How Hallucinations Cause Lawyers to Accidentally Commit Malpractice with AI - and How to Prevent It
Why Prompting to Create Transparent Reasoning and Verification Are Non‑Negotiable
Used carelessly, AI can mislead lawyers into filing inaccurate briefs, making unsupported arguments, or relying on false factual premises, all of which carry real risks of malpractice and professional discipline.
The danger is not hypothetical. AI does not understand truth, relevance, or professional responsibility. It understands patterns. When those patterns are wrong, the consequences fall not on the developers of AI but on the lawyer who relied on the output.
Therefore, the only defensible way to use AI in your legal practice is to force it to act less like an oracle and more like a Daubert‑compliant expert witness, one required to reveal its methodology, expose its assumptions, and demonstrate that its conclusions rest on reliable reasoning.”
This article describes two prompting techniques that do exactly that: chain‑of‑thought prompting and fact‑check prompting. Used together, they convert AI from a hallucinating prediction machine into a transparent and accountable reasoning partner. For lawyers working with forensic evidence, expert analysis, or complex records, these techniques are indispensable risk‑management tools.
Chain-of-Thought Prompting: Forcing AI to Think Out Loud
A chain‑of‑thought (CoT) prompt is a way of instructing an AI to show its reasoning instead of jumping straight to an answer. You’re telling the model, in effect:
“Don’t just give me the conclusion—walk me through how you got there.”

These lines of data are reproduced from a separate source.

use std::path::Path;

use serde::Serialize;
use serde::de::DeserializeOwned;
use tracing::debug;
use visage_kv::{KVReader, KVStore, KVTxn, RedbStore};

use crate::error::FaceDbError;
use crate::keys::{group_id_key, member_prefix, person_key, seq_key, trailing_id};
use crate::types::{Identity, PersonRecord};

/// Output size of the face encoder the store is normally paired with.
pub const DEFAULT_DIM: usize = 128;

/// Persistence manager for identities, groups, encodings, reference
/// images and detection logs.
///
/// Every mutating operation runs in exactly one KV transaction. The
/// transaction is committed on success and dropped (rolled back) on any
/// error, so callers never observe partial writes.
pub struct FaceDb {
    pub(crate) store: Box<dyn KVStore>,
    pub(crate) prefix: String,
    pub(crate) dim: usize,
}

impl FaceDb {
    /// Creates a FaceDb over an existing store. Panics if `dim` is 0.
    pub fn new(store: Box<dyn KVStore>, prefix: impl Into<String>, dim: usize) -> Self {
        assert!(dim > 0, "facedb: dim must be positive");
        Self {
            store,
            prefix: prefix.into(),
            dim,
        }
    }

    /// Opens (or creates) a redb-backed FaceDb at `path`.
    pub fn open<P: AsRef<Path>>(
        path: P,
        prefix: impl Into<String>,
        dim: usize,
    ) -> Result<Self, FaceDbError> {
        let store = RedbStore::open(path)?;
        Ok(Self::new(Box::new(store), prefix, dim))
    }

    /// Encoding dimensionality every stored vector must have.
    pub fn dim(&self) -> usize {
        self.dim
    }

    /// Runs `f` inside one write transaction.
    pub(crate) fn write<T>(
        &self,
        f: impl FnOnce(&mut dyn KVTxn) -> Result<T, FaceDbError>,
    ) -> Result<T, FaceDbError> {
        let mut tx = self.store.begin()?;
        let out = f(tx.as_mut())?;
        tx.commit()?;
        Ok(out)
    }

    /// Allocates the next id of `table`. Ids start at 1.
    pub(crate) fn next_id(&self, tx: &mut dyn KVTxn, table: &str) -> Result<u64, FaceDbError> {
        let key = seq_key(&self.prefix, table);
        let current = match tx.get(&key)? {
            Some(data) => String::from_utf8(data)
                .map_err(|e| FaceDbError::Serialization(e.to_string()))?
                .parse::<u64>()
                .map_err(|e| FaceDbError::Serialization(e.to_string()))?,
            None => 0,
        };
        let next = current + 1;
        tx.set(&key, next.to_string().as_bytes())?;
        debug!(table, id = next, "allocated id");
        Ok(next)
    }

    pub(crate) fn load_person<R: KVReader + ?Sized>(
        &self,
        r: &R,
        id: u64,
    ) -> Result<Option<PersonRecord>, FaceDbError> {
        match r.get(&person_key(&self.prefix, id))? {
            Some(data) => Ok(Some(decode(&data)?)),
            None => Ok(None),
        }
    }

    /// Loads an active person or fails with [`FaceDbError::NotFound`].
    pub(crate) fn require_active<R: KVReader + ?Sized>(
        &self,
        r: &R,
        id: u64,
    ) -> Result<PersonRecord, FaceDbError> {
        match self.load_person(r, id)? {
            Some(p) if p.is_active => Ok(p),
            _ => Err(FaceDbError::NotFound(id)),
        }
    }

    /// Group names of identity `id`, in group id order.
    pub(crate) fn group_names<R: KVReader + ?Sized>(
        &self,
        r: &R,
        id: u64,
    ) -> Result<Vec<String>, FaceDbError> {
        let prefix = member_prefix(&self.prefix, id);
        let mut names = Vec::new();
        for (key, _) in r.scan(&prefix)? {
            let gid = match trailing_id(&key, &prefix) {
                Some(gid) => gid,
                None => continue,
            };
            if let Some(name) = r.get(&group_id_key(&self.prefix, gid))? {
                names.push(
                    String::from_utf8(name)
                        .map_err(|e| FaceDbError::Serialization(e.to_string()))?,
                );
            }
        }
        Ok(names)
    }

    pub(crate) fn to_identity<R: KVReader + ?Sized>(
        &self,
        r: &R,
        rec: PersonRecord,
    ) -> Result<Identity, FaceDbError> {
        let groups = self.group_names(r, rec.id)?;
        Ok(rec.into_identity(groups))
    }
}

pub(crate) fn encode<T: Serialize>(value: &T) -> Result<Vec<u8>, FaceDbError> {
    rmp_serde::to_vec_named(value).map_err(|e| FaceDbError::Serialization(e.to_string()))
}

pub(crate) fn decode<T: DeserializeOwned>(data: &[u8]) -> Result<T, FaceDbError> {
    rmp_serde::from_slice(data).map_err(|e| FaceDbError::Serialization(e.to_string()))
}

/// Rejects scores outside `[0, 1]`.
pub(crate) fn check_unit(field: &'static str, value: f32) -> Result<(), FaceDbError> {
    if (0.0..=1.0).contains(&value) {
        Ok(())
    } else {
        Err(FaceDbError::OutOfRange { field, value })
    }
}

This makes the output more transparent, easier to verify, and more reliable, which is why it’s often compared to requiring an expert to explain their methodology.
Consider a DUI case involving COBRA breath-test data generated by an Intoxilyzer 9000, Michigan’s exclusive breath testing instrument for DUI arrests. The dataset reflects duplicate results of 0.143 g/210 L. A conventional prompt such as “Does this data support a suppression argument?” often yields a tidy answer divorced from a useful explanation. The model may announce that the test is unreliable or inadmissible without exposing the assumptions underlying that conclusion.

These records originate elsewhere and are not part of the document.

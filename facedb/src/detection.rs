use chrono::Utc;

use crate::db::{FaceDb, check_unit, decode, encode};
use crate::error::FaceDbError;
use crate::keys::{detection_key, detection_prefix};
use crate::types::{DetectionLog, DetectionStats, NewDetection};

impl FaceDb {
    /// Records one recognition event for identity `identity_id`.
    ///
    /// Soft-deleted identities still accept logs, since a snapshot taken
    /// before the delete may keep matching them until it is refreshed.
    pub fn log_detection(
        &self,
        identity_id: u64,
        detection: &NewDetection,
    ) -> Result<DetectionLog, FaceDbError> {
        check_unit("confidence", detection.confidence)?;
        if let Some(q) = detection.frame_quality {
            check_unit("frame_quality", q)?;
        }

        self.write(|tx| {
            if self.load_person(&*tx, identity_id)?.is_none() {
                return Err(FaceDbError::NotFound(identity_id));
            }

            let id = self.next_id(tx, "detection")?;
            let detected_at = Utc::now();
            let log = DetectionLog {
                id,
                identity_id,
                confidence: detection.confidence,
                frame_quality: detection.frame_quality,
                location: detection.location,
                environment: detection.environment.clone(),
                detected_at,
            };
            let ts = detected_at.timestamp_nanos_opt().unwrap_or_default();
            tx.set(
                &detection_key(&self.prefix, identity_id, ts, id),
                &encode(&log)?,
            )?;
            Ok(log)
        })
    }

    /// Count and averages over every log of `identity_id`.
    /// All fields are zero when there are no logs.
    pub fn detection_stats(&self, identity_id: u64) -> Result<DetectionStats, FaceDbError> {
        let entries = self
            .store
            .scan(&detection_prefix(&self.prefix, identity_id))?;

        let mut count = 0u64;
        let mut confidence_sum = 0.0f64;
        let mut quality_sum = 0.0f64;
        let mut quality_count = 0u64;
        for (_, value) in entries {
            let log: DetectionLog = decode(&value)?;
            count += 1;
            confidence_sum += log.confidence as f64;
            if let Some(q) = log.frame_quality {
                quality_sum += q as f64;
                quality_count += 1;
            }
        }

        if count == 0 {
            return Ok(DetectionStats::default());
        }
        Ok(DetectionStats {
            count,
            avg_confidence: confidence_sum / count as f64,
            avg_frame_quality: if quality_count > 0 {
                quality_sum / quality_count as f64
            } else {
                0.0
            },
        })
    }

    /// The `limit` most recent logs of `identity_id`, newest first.
    pub fn recent_detections(
        &self,
        identity_id: u64,
        limit: usize,
    ) -> Result<Vec<DetectionLog>, FaceDbError> {
        if limit == 0 {
            return Ok(vec![]);
        }
        let entries = self
            .store
            .scan(&detection_prefix(&self.prefix, identity_id))?;

        // KV scan is ascending by time; walk it backwards.
        entries
            .iter()
            .rev()
            .take(limit)
            .map(|(_, v)| decode(v))
            .collect()
    }
}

A chain-of-thought prompt imposes discipline:
“Explain, step by step, how a 0.027 variance between duplicate breath samples affects reliability under Michigan Administrative Code R 325.2655 and supporting case law. Identify each inference and its evidentiary significance.”
Under this constraint, the AI must begin with the raw numbers, note that the variance falls within Michigan’s ±0.02 tolerance, identify that one sample logged a zero-volume air blank, recall that R 325.2655(1)(d) requires an air blank before each test, and connect that deviation to Michigan case law holding that procedural noncompliance may support a motion for inadmissibility. Only after laying this groundwork can the model reach a conclusion regarding reliability, expert testimony, or trial strategy.

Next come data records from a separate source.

use std::collections::BTreeMap;

use chrono::{DateTime, Utc};
use serde::{Deserialize, Serialize};

/// Opaque key/value metadata. Stored as-is and never inspected.
pub type Metadata = BTreeMap<String, serde_json::Value>;

/// An enrolled person.
#[derive(Debug, Clone, PartialEq, Serialize, Deserialize)]
pub struct Identity {
    pub id: u64,

    /// Display name, never empty.
    pub name: String,

    /// False once soft-deleted.
    pub is_active: bool,

    #[serde(default, skip_serializing_if = "Option::is_none")]
    pub notes: Option<String>,

    #[serde(default, skip_serializing_if = "BTreeMap::is_empty")]
    pub metadata: Metadata,

    /// Names of the groups this identity belongs to, in group creation order.
    #[serde(default, skip_serializing_if = "Vec::is_empty")]
    pub groups: Vec<String>,

    pub created_at: DateTime<Utc>,

    #[serde(default, skip_serializing_if = "Option::is_none")]
    pub updated_at: Option<DateTime<Utc>>,
}

/// Stored form of an [`Identity`]. Membership lives in separate keys.
#[derive(Debug, Clone, Serialize, Deserialize)]
pub(crate) struct PersonRecord {
    #[serde(rename = "id")]
    pub id: u64,
    #[serde(rename = "name")]
    pub name: String,
    #[serde(rename = "active")]
    pub is_active: bool,
    #[serde(rename = "notes", default, skip_serializing_if = "Option::is_none")]
    pub notes: Option<String>,
    #[serde(rename = "meta", default, skip_serializing_if = "BTreeMap::is_empty")]
    pub metadata: Metadata,
    #[serde(rename = "ct")]
    pub created_at: DateTime<Utc>,
    #[serde(rename = "ut", default, skip_serializing_if = "Option::is_none")]
    pub updated_at: Option<DateTime<Utc>>,
}

impl PersonRecord {
    pub(crate) fn into_identity(self, groups: Vec<String>) -> Identity {
        Identity {
            id: self.id,
            name: self.name,
            is_active: self.is_active,
            notes: self.notes,
            metadata: self.metadata,
            groups,
            created_at: self.created_at,
            updated_at: self.updated_at,
        }
    }
}

/// A named set of identities. Names are unique and case-sensitive.
#[derive(Debug, Clone, PartialEq, Serialize, Deserialize)]
pub struct Group {
    pub id: u64,
    pub name: String,
    #[serde(default, skip_serializing_if = "Option::is_none")]
    pub description: Option<String>,
    pub created_at: DateTime<Utc>,
}

/// A face encoding owned by one identity.
#[derive(Debug, Clone, PartialEq, Serialize, Deserialize)]
pub struct Encoding {
    pub id: u64,
    pub identity_id: u64,
    pub vector: Vec<f32>,
    #[serde(default, skip_serializing_if = "Option::is_none")]
    pub quality_score: Option<f32>,
    pub is_active: bool,
    pub created_at: DateTime<Utc>,
}

/// A stored reference picture of an identity.
#[derive(Debug, Clone, PartialEq, Serialize, Deserialize)]
pub struct ReferenceImage {
    pub id: u64,
    pub identity_id: u64,
    pub data: Vec<u8>,
    /// e.g. "front".
    pub image_type: String,
    #[serde(default, skip_serializing_if = "BTreeMap::is_empty")]
    pub metadata: Metadata,
    pub created_at: DateTime<Utc>,
}

/// Face position in normalized frame coordinates, each in `[0, 1]`.
#[derive(Debug, Clone, Copy, PartialEq, Serialize, Deserialize)]
pub struct Location {
    pub x: f32,
    pub y: f32,
    pub width: f32,
    pub height: f32,
}

/// One recognition event.
#[derive(Debug, Clone, PartialEq, Serialize, Deserialize)]
pub struct DetectionLog {
    pub id: u64,
    pub identity_id: u64,
    pub confidence: f32,
    #[serde(default, skip_serializing_if = "Option::is_none")]
    pub frame_quality: Option<f32>,
    #[serde(default, skip_serializing_if = "Option::is_none")]
    pub location: Option<Location>,
    #[serde(default, skip_serializing_if = "BTreeMap::is_empty")]
    pub environment: Metadata,
    pub detected_at: DateTime<Utc>,
}

/// Aggregate over an identity's detection logs.
#[derive(Debug, Clone, Copy, Default, PartialEq, Serialize, Deserialize)]
pub struct DetectionStats {
    pub count: u64,
    pub avg_confidence: f64,
    /// Averaged over logs that carry a frame quality; 0 if none do.
    pub avg_frame_quality: f64,
}

/// Input for creating an identity.
#[derive(Debug, Clone, Default)]
pub struct NewIdentity {
    pub name: String,
    pub groups: Vec<String>,
    pub notes: Option<String>,
    pub metadata: Metadata,
}

impl NewIdentity {
    pub fn new(name: impl Into<String>) -> Self {
        Self {
            name: name.into(),
            ..Default::default()
        }
    }

    pub fn with_group(mut self, group: impl Into<String>) -> Self {
        self.groups.push(group.into());
        self
    }
}

/// Partial update. `None` fields are left unchanged; `groups`, when set,
/// replaces the whole membership set.
#[derive(Debug, Clone, Default)]
pub struct IdentityUpdate {
    pub name: Option<String>,
    pub notes: Option<String>,
    pub metadata: Option<Metadata>,
    pub groups: Option<Vec<String>>,
}

/// Input for storing a reference image.
#[derive(Debug, Clone)]
pub struct NewReferenceImage {
    pub data: Vec<u8>,
    pub image_type: String,
    pub metadata: Metadata,
}

impl NewReferenceImage {
    pub fn new(data: Vec<u8>, image_type: impl Into<String>) -> Self {
        Self {
            data,
            image_type: image_type.into(),
            metadata: Metadata::new(),
        }
    }
}

/// Input for logging a detection.
#[derive(Debug, Clone, Default)]
pub struct NewDetection {
    pub confidence: f32,
    pub frame_quality: Option<f32>,
    pub location: Option<Location>,
    pub environment: Metadata,
}

impl NewDetection {
    pub fn new(confidence: f32) -> Self {
        Self {
            confidence,
            ..Default::default()
        }
    }
}

/// Everything written by one enrollment commit.
#[derive(Debug, Clone)]
pub struct Enrolled {
    pub identity: Identity,
    pub encoding: Encoding,
    pub image: ReferenceImage,
}

/// An active encoding of an active identity, joined with the display name.
#[derive(Debug, Clone)]
pub struct KnownEncoding {
    pub identity_id: u64,
    pub encoding_id: u64,
    pub name: String,
    pub vector: Vec<f32>,
}

/// An encoding whose length differs from the configured dimension.
#[derive(Debug, Clone, PartialEq, Serialize)]
pub struct InvalidEncoding {
    pub identity_id: u64,
    pub encoding_id: u64,
    pub len: usize,
}

/// Result of [`crate::FaceDb::verify_encodings`].
#[derive(Debug, Clone, Default, Serialize)]
pub struct EncodingReport {
    pub dim: usize,
    pub total: usize,
    pub invalid: Vec<InvalidEncoding>,
}

impl EncodingReport {
    pub fn is_clean(&self) -> bool {
        self.invalid.is_empty()
    }
}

This methodology scales to more complex forensic questions. When analyzing instrument reliability across an entire operational dataset, a structured chain-of-thought prompt might require:
“Analyze this Intoxilyzer 9000 data and show your reasoning at each step: The dataset shows 150 total tests with 15 unacceptable samples, 14 deficient samples, 4 RFI detections, 7 other interferents, 3 operator-stopped tests, and 1 refusal. First, count the total exceptions and show your addition. Second, calculate the exception rate by dividing total exceptions by 150 and show this math. Third, reason through the implications: if this instrument fails at this rate, what does that tell us about trusting the results it does produce? Explain your complete reasoning process, not just your conclusion.”
By requiring the AI to show its work, literally displaying “15 + 14 + 4 + 7 + 3 + 1 = 44 exceptions; 44/150 = 29.3%”, allowing the lawyer to verify each calculation, challenge each logical leap, and understand exactly where judgment enters the analysis. The prompt transforms the AI from an oracle into a collaborator whose reasoning can be inspected, questioned, and refined.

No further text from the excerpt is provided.